Are the following 16 byte atomic operations correctly implemented? Are there any better alternatives?
typedef struct {
uintptr_t low;
uintptr_t high;
} uint128_atomic;
uint128_atomic load_relaxed(uint128_atomic const *atomic)
{
uint128_atomic ret;
asm volatile("xor %%eax, %%eax\n"
"xor %%ebx, %%ebx\n"
"xor %%ecx, %%ecx\n"
"xor %%edx, %%edx\n"
"lock; cmpxchg16b %1"
: "=A"(ret)
: "m"(*atomic)
: "cc", "rbx", "rcx");
return ret;
}
bool cmpexch_weak_relaxed(
uint128_atomic *atomic,
uint128_atomic *expected,
uint128_atomic desired)
{
bool matched;
uint128_atomic e = *expected;
asm volatile("lock; cmpxchg16b %1\n"
"setz %0"
: "=q"(matched), "+m"(atomic->ui)
: "a"(e.low), "d"(e.high), "b"(desired.low), "c"(desired.high)
: "cc");
return matched;
}
void store_relaxed(uint128_atomic *atomic, uint128_atomic val)
{
uint128_atomic old = *atomic;
asm volatile("lock; cmpxchg16b %0"
: "+m"(*atomic)
: "a"(old.low), "d"(old.high), "b"(val.low), "c"(val.high)
: "cc");
}
For a full working example, checkout:
https://godbolt.org/g/CemfSg
Updated implementation can be found here: https://godbolt.org/g/vGNQG5
I came up with the following implementation, after applying all the suggestions from @PeterCordes, @David Wohlferd and @prl.
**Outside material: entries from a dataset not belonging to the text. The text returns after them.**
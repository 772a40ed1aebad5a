use jdecode_descriptor::{
    decode_descriptor_type, decode_signature, decode_signature_component, FieldType,
    MethodSignature, TypeTag,
};

use crate::{
    attributes::{Attribute, AttributeKind, Attributes, CodeAttribute},
    parser::Parser,
    AccessFlags, ConstantPool, Result,
};

#[derive(Debug, Clone, Copy, PartialEq, Eq)]
pub struct Version {
    pub minor: u16,
    pub major: u16,
}

#[derive(Debug, Clone, PartialEq)]
pub struct ClassFile {
    pub magic: u32,
    pub version: Version,
    pub constant_pool: ConstantPool,
    pub access_flags: AccessFlags,
    pub this_class: u16,
    pub super_class: u16,
    /// Never contains 0.
    pub interfaces: Vec<u16>,
    pub fields: Vec<FieldInfo>,
    pub methods: Vec<MethodInfo>,
    pub attributes: Attributes,
}
impl ClassFile {
    pub fn parse(bytes: &[u8]) -> Result<ClassFile> {
        Parser::new(bytes).parse()
    }

    pub fn class_name(&self) -> Result<&str> {
        // The constant_pool entry at this_class must be a CONSTANT_Class_info structure
        // representing the class or interface defined by this class file.
        self.constant_pool.class_name(self.this_class)
    }

    pub fn super_class(&self) -> Result<Option<&str>> {
        // If the value of the super_class item is zero, then this class file must represent the
        // class Object, the only class or interface without a direct superclass.
        if self.super_class == 0 {
            return Ok(None);
        }

        self.constant_pool.class_name(self.super_class).map(Some)
    }

    pub fn access_flags(&self) -> AccessFlags {
        self.access_flags
    }

    pub fn version(&self) -> Version {
        self.version
    }

    pub fn constant_pool(&self) -> &ConstantPool {
        &self.constant_pool
    }

    pub fn fields(&self) -> &[FieldInfo] {
        &self.fields
    }

    pub fn methods(&self) -> &[MethodInfo] {
        &self.methods
    }

    pub fn interface_names(&self) -> Result<Vec<&str>> {
        self.interfaces
            .iter()
            .map(|&index| self.constant_pool.class_name(index))
            .collect()
    }

    pub fn find_attribute(&self, kind: AttributeKind) -> Option<&Attribute> {
        self.attributes.find(kind)
    }

    pub fn source_file(&self) -> Result<Option<&str>> {
        match self.find_attribute(AttributeKind::SourceFile) {
            Some(Attribute::SourceFile { sourcefile_index }) => {
                self.constant_pool.utf8(*sourcefile_index).map(Some)
            }
            _ => Ok(None),
        }
    }

    /// Names of the classes referenced from the `InnerClasses` attribute, both the inner and the
    /// outer side of every entry. Entries that fail to resolve are logged and skipped.
    pub fn classes(&self) -> Vec<&str> {
        self.inner_class_indices()
            .filter_map(|index| match self.constant_pool.class_name(index) {
                Ok(name) => Some(name),
                Err(e) => {
                    log::warn!("Skipping inner class entry #{}: {}", index, e);
                    None
                }
            })
            .collect()
    }

    /// Like [`ClassFile::classes`], but fails on the first entry that does not resolve.
    pub fn try_classes(&self) -> Result<Vec<&str>> {
        self.inner_class_indices()
            .map(|index| self.constant_pool.class_name(index))
            .collect()
    }

    fn inner_class_indices(&self) -> impl Iterator<Item = u16> + '_ {
        self.attributes
            .iter()
            .filter_map(|a| match a {
                Attribute::InnerClasses(classes) => Some(classes),
                _ => None,
            })
            .flatten()
            .flat_map(|c| [c.inner_class_info_index, c.outer_class_info_index])
            // Index 0 means "no class".
            .filter(|&index| index != 0)
    }

    pub fn field_name(&self, field: &FieldInfo) -> Result<&str> {
        self.constant_pool.utf8(field.name_index)
    }

    pub fn method_name(&self, method: &MethodInfo) -> Result<&str> {
        self.constant_pool.utf8(method.name_index)
    }

    pub fn field_descriptor(&self, field: &FieldInfo) -> Result<FieldDescriptor<'_>> {
        let name = self.field_name(field)?;
        let descriptor = self.constant_pool.utf8(field.descriptor_index)?;
        let type_tag = decode_descriptor_type(descriptor)?;
        let field_type = decode_signature(descriptor)?.return_type;
        let text = format!(
            "{}{} {};",
            field.access_flags.to_keywords(),
            decode_signature_component(descriptor, &mut 0)?,
            name
        );

        Ok(FieldDescriptor {
            access_flags: field.access_flags,
            modifiers: field.access_flags.to_keywords(),
            name,
            descriptor,
            type_tag,
            field_type,
            text,
        })
    }

    pub fn method_descriptor(&self, method: &MethodInfo) -> Result<MethodDescriptor<'_>> {
        let name = self.method_name(method)?;
        let descriptor = self.constant_pool.utf8(method.descriptor_index)?;
        let signature = decode_signature(descriptor)?;
        let parameters = signature
            .parameter_types
            .iter()
            .map(ToString::to_string)
            .collect::<Vec<_>>();
        let text = format!(
            "{}{} {}({});",
            method.access_flags.to_keywords(),
            signature.return_type,
            name,
            parameters.join(", ")
        );

        Ok(MethodDescriptor {
            access_flags: method.access_flags,
            modifiers: method.access_flags.to_keywords(),
            name,
            descriptor,
            signature,
            text,
        })
    }
}

#[derive(Debug, Clone, PartialEq)]
pub struct FieldInfo {
    pub access_flags: AccessFlags,
    pub name_index: u16,
    pub descriptor_index: u16,
    pub attributes: Attributes,
}
impl FieldInfo {
    pub fn constant_value_index(&self) -> Option<u16> {
        match self.attributes.find(AttributeKind::ConstantValue) {
            Some(Attribute::ConstantValue {
                constantvalue_index,
            }) => Some(*constantvalue_index),
            _ => None,
        }
    }
}

#[derive(Debug, Clone, PartialEq)]
pub struct MethodInfo {
    pub access_flags: AccessFlags,
    pub name_index: u16,
    pub descriptor_index: u16,
    pub attributes: Attributes,
}
impl MethodInfo {
    pub fn code(&self) -> Option<&CodeAttribute> {
        self.attributes.code()
    }

    pub fn exceptions(&self) -> &[u16] {
        match self.attributes.find(AttributeKind::Exceptions) {
            Some(Attribute::Exceptions {
                exception_index_table,
            }) => exception_index_table.as_slice(),
            _ => &[],
        }
    }
}

/// A field as it would be declared in source, e.g. `private final int count;`.
#[derive(Debug, Clone, PartialEq, Eq)]
pub struct FieldDescriptor<'a> {
    pub access_flags: AccessFlags,
    pub modifiers: String,
    pub name: &'a str,
    pub descriptor: &'a str,
    pub type_tag: TypeTag,
    pub field_type: FieldType,
    pub text: String,
}

/// A method as it would be declared in source, e.g. `public static void main(java.lang.String[]);`.
#[derive(Debug, Clone, PartialEq, Eq)]
pub struct MethodDescriptor<'a> {
    pub access_flags: AccessFlags,
    pub modifiers: String,
    pub name: &'a str,
    pub descriptor: &'a str,
    pub signature: MethodSignature,
    pub text: String,
}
Thanks a lot!
struct _uint128_atomic {
volatile uint64_t low;
volatile uint64_t high;
} __attribute__((aligned(16)));
typedef struct _uint128_atomic uint128_atomic;
bool
cmpexch_weak_relaxed(
uint128_atomic *atomic,
uint128_atomic *expected,
uint128_atomic desired)
{
bool matched;
uint128_atomic e = *expected;
asm volatile("lock cmpxchg16b %1"
: "=@ccz"(matched), "+m"(*atomic), "+a"(e.low), "+d"(e.high)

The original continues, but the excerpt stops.